(Collected data entries)
:::::
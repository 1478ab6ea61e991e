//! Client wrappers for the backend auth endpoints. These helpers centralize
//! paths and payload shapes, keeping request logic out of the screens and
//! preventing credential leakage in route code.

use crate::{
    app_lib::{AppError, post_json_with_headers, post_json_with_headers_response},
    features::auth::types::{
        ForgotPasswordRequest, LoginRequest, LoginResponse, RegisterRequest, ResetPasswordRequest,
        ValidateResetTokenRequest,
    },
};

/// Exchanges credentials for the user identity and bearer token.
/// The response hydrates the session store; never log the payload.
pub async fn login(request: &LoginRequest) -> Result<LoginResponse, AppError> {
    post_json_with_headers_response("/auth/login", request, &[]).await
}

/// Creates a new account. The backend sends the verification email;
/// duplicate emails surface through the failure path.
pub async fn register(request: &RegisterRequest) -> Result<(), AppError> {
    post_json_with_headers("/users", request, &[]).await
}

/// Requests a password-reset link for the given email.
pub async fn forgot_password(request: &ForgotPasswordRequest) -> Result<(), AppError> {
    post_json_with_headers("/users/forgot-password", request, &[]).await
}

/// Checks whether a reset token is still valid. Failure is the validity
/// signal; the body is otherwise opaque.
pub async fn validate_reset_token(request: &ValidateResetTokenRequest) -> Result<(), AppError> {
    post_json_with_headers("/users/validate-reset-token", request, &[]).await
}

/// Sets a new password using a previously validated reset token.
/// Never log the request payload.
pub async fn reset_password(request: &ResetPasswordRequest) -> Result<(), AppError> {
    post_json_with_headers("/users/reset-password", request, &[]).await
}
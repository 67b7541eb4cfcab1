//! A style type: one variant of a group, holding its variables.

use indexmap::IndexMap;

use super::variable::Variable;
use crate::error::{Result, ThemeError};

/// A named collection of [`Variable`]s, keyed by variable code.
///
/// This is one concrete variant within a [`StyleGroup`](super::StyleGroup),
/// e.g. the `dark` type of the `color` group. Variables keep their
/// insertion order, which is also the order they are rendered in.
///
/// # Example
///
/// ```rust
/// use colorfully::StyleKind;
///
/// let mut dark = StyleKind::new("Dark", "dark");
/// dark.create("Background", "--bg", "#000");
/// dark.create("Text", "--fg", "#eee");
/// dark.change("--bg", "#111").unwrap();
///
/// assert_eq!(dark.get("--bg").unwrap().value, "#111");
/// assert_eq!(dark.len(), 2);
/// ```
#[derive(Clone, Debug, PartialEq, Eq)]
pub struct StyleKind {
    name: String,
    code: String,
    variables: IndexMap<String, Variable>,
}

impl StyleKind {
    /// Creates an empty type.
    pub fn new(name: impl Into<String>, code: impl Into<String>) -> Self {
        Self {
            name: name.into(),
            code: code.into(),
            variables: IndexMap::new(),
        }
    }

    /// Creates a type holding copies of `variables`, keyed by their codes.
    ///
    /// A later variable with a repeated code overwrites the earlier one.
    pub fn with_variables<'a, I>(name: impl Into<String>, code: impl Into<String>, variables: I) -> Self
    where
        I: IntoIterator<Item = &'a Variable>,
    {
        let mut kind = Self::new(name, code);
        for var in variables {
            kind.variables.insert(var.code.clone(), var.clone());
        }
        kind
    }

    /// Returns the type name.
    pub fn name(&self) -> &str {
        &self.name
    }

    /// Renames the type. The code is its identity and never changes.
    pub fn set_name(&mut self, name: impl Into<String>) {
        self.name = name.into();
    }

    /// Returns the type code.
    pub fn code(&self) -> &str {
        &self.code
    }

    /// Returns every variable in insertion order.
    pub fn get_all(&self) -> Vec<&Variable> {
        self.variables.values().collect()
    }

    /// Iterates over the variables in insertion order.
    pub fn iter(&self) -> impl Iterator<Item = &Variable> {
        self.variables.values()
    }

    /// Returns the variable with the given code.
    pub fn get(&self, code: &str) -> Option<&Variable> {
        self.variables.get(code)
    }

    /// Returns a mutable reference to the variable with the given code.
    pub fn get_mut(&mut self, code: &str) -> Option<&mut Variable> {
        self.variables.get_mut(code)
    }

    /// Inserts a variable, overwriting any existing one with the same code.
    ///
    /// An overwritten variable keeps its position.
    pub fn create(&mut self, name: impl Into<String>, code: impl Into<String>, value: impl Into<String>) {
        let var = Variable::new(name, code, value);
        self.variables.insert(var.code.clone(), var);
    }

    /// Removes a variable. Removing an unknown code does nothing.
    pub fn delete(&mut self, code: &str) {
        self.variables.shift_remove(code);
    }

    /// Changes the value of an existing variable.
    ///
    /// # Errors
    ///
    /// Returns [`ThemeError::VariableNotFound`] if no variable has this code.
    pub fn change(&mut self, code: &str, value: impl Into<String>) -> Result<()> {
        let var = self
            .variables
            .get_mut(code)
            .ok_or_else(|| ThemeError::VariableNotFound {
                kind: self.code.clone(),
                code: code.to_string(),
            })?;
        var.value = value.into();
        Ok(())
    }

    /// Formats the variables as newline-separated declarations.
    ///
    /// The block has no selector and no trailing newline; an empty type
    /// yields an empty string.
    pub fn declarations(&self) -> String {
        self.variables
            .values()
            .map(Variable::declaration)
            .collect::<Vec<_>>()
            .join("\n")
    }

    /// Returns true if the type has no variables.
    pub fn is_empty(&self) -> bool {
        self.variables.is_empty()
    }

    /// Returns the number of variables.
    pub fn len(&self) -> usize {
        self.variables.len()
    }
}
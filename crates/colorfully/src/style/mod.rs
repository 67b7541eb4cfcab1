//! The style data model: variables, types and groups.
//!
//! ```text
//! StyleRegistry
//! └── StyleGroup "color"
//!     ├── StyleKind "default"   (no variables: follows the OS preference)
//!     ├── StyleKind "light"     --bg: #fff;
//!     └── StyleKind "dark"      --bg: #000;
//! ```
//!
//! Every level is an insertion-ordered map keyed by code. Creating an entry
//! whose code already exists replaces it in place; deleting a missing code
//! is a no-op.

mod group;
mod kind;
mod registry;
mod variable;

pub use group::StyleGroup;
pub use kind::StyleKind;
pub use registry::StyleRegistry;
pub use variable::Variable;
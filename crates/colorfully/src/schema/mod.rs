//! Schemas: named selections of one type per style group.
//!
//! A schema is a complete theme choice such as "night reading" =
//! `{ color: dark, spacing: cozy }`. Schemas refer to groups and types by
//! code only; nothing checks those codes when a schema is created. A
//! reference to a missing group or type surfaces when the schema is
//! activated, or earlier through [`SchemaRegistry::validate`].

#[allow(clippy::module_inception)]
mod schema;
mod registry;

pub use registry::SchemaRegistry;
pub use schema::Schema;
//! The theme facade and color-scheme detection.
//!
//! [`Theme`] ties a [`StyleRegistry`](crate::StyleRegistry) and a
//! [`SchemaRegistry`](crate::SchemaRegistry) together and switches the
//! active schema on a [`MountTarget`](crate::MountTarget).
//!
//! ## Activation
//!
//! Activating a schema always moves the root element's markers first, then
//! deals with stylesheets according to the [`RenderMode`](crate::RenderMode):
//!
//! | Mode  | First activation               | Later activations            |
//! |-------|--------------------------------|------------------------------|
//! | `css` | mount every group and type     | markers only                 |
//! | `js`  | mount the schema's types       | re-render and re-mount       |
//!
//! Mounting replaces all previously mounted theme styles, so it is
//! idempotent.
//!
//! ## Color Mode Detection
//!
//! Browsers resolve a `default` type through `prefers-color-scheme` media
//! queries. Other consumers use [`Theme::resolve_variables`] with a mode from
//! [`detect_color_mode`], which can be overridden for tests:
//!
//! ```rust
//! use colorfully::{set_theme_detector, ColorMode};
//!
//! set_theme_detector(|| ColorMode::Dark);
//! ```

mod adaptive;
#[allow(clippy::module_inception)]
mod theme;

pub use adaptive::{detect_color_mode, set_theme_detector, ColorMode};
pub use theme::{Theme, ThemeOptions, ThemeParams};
:::::
**Problem description:** Please work out how many lines above carry "async", writing only the result.

**Result:** 5